------ PROVIDED ENTRIES ------
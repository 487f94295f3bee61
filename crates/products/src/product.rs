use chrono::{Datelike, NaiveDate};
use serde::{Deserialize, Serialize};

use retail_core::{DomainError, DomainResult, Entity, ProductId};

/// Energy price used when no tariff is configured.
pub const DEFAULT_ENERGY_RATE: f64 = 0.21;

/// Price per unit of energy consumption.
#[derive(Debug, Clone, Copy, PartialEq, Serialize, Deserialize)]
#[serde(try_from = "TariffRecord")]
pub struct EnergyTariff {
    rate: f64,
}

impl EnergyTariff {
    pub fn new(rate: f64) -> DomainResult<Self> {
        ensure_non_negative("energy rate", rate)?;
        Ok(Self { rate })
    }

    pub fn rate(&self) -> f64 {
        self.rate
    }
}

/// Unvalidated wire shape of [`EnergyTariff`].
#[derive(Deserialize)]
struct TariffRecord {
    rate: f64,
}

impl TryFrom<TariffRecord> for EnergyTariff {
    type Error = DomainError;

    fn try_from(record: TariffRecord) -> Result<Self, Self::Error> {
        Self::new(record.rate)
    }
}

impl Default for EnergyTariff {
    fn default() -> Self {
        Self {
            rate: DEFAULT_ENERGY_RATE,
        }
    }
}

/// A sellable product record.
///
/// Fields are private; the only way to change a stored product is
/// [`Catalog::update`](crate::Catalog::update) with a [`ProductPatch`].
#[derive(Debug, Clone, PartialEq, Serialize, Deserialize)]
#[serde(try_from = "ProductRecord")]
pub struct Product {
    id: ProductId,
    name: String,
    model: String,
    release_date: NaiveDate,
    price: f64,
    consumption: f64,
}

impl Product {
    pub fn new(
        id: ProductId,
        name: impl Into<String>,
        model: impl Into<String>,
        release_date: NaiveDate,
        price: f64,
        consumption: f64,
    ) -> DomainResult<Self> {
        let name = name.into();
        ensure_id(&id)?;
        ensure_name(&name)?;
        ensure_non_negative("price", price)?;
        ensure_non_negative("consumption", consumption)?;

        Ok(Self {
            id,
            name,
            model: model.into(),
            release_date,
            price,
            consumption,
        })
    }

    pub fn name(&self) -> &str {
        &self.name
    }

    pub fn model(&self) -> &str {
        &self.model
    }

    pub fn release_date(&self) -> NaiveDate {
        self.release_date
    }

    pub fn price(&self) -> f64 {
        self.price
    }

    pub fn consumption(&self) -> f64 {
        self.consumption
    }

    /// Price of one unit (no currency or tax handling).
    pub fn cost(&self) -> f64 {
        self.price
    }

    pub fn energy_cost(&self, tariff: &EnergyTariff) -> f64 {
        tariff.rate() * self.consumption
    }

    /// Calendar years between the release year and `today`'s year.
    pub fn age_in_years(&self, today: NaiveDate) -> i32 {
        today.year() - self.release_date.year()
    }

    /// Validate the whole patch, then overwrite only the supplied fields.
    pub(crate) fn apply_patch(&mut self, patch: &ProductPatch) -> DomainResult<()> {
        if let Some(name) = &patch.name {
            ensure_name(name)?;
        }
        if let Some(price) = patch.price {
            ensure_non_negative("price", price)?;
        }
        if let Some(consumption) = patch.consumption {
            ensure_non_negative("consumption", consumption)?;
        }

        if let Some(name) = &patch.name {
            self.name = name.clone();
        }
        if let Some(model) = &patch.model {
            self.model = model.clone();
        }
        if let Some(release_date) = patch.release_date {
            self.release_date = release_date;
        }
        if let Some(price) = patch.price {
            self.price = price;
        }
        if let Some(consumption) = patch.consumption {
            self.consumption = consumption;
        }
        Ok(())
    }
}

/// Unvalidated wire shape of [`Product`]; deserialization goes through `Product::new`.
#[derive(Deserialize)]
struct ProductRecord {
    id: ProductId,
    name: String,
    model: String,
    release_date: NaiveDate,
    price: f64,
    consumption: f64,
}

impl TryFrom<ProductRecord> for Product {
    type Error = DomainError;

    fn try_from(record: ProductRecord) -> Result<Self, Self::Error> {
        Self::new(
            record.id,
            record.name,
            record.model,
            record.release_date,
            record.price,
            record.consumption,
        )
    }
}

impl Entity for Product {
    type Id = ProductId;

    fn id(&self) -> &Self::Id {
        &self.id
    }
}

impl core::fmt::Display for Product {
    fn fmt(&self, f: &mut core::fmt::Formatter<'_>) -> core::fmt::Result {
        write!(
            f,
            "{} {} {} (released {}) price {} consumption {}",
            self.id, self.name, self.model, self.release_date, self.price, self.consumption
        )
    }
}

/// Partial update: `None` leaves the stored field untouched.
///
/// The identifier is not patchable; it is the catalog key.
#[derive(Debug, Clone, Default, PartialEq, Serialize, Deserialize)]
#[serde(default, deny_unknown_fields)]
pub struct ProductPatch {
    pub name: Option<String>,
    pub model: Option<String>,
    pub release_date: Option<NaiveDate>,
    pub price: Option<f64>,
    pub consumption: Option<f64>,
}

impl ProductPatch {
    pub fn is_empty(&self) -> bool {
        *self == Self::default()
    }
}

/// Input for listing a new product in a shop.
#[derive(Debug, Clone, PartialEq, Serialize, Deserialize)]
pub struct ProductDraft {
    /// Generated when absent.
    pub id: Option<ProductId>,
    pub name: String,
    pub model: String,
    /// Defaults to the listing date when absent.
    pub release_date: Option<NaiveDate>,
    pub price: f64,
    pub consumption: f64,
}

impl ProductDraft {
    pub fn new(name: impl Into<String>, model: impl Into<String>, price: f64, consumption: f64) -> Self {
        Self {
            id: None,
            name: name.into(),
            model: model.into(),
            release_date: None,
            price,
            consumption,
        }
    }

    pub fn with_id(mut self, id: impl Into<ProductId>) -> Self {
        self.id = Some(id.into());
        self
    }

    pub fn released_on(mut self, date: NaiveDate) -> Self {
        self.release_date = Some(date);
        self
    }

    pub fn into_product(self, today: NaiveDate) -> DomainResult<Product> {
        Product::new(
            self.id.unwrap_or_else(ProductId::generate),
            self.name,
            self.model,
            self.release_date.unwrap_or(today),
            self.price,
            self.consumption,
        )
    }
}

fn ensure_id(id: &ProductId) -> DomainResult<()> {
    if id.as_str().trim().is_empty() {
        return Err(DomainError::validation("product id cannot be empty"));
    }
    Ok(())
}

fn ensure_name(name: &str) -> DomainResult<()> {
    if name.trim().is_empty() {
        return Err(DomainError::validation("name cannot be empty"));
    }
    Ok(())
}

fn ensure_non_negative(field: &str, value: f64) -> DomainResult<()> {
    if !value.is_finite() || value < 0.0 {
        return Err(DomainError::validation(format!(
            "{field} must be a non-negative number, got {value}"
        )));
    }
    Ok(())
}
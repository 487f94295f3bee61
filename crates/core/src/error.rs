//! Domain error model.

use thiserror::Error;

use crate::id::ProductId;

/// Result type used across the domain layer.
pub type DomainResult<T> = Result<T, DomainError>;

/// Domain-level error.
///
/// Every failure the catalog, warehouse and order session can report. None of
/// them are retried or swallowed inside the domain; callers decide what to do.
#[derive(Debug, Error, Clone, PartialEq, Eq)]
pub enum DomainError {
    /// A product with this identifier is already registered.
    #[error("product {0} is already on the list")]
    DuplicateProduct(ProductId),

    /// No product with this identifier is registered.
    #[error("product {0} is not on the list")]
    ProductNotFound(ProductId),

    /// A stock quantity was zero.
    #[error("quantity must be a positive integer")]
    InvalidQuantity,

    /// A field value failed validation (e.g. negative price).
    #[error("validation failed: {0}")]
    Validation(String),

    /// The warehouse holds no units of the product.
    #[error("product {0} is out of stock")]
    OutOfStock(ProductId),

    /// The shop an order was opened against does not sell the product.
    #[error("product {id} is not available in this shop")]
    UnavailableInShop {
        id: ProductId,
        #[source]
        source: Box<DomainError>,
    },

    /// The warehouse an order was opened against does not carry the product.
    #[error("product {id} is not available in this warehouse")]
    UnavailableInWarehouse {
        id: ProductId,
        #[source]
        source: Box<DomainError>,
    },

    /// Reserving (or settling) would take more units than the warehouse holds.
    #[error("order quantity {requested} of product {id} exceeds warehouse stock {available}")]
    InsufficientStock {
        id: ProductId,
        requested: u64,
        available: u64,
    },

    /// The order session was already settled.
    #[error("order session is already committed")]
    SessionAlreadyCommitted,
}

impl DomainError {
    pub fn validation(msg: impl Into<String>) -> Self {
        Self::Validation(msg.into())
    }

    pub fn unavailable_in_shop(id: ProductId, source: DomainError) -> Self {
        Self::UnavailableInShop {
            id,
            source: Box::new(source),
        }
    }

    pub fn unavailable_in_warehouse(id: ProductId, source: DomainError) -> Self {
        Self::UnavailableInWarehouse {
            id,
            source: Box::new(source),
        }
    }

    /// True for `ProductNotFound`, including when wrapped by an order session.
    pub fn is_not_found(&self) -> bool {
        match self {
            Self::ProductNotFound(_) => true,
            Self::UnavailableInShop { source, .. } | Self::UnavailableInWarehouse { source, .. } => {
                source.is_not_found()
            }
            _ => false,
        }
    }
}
------
- [REQUIRED WORK] Search the entries for "does" and show every line that has it.

- [PROBLEM SOLUTION]
    /// The shop an order was opened against does not sell the product.
    /// The warehouse an order was opened against does not carry the product.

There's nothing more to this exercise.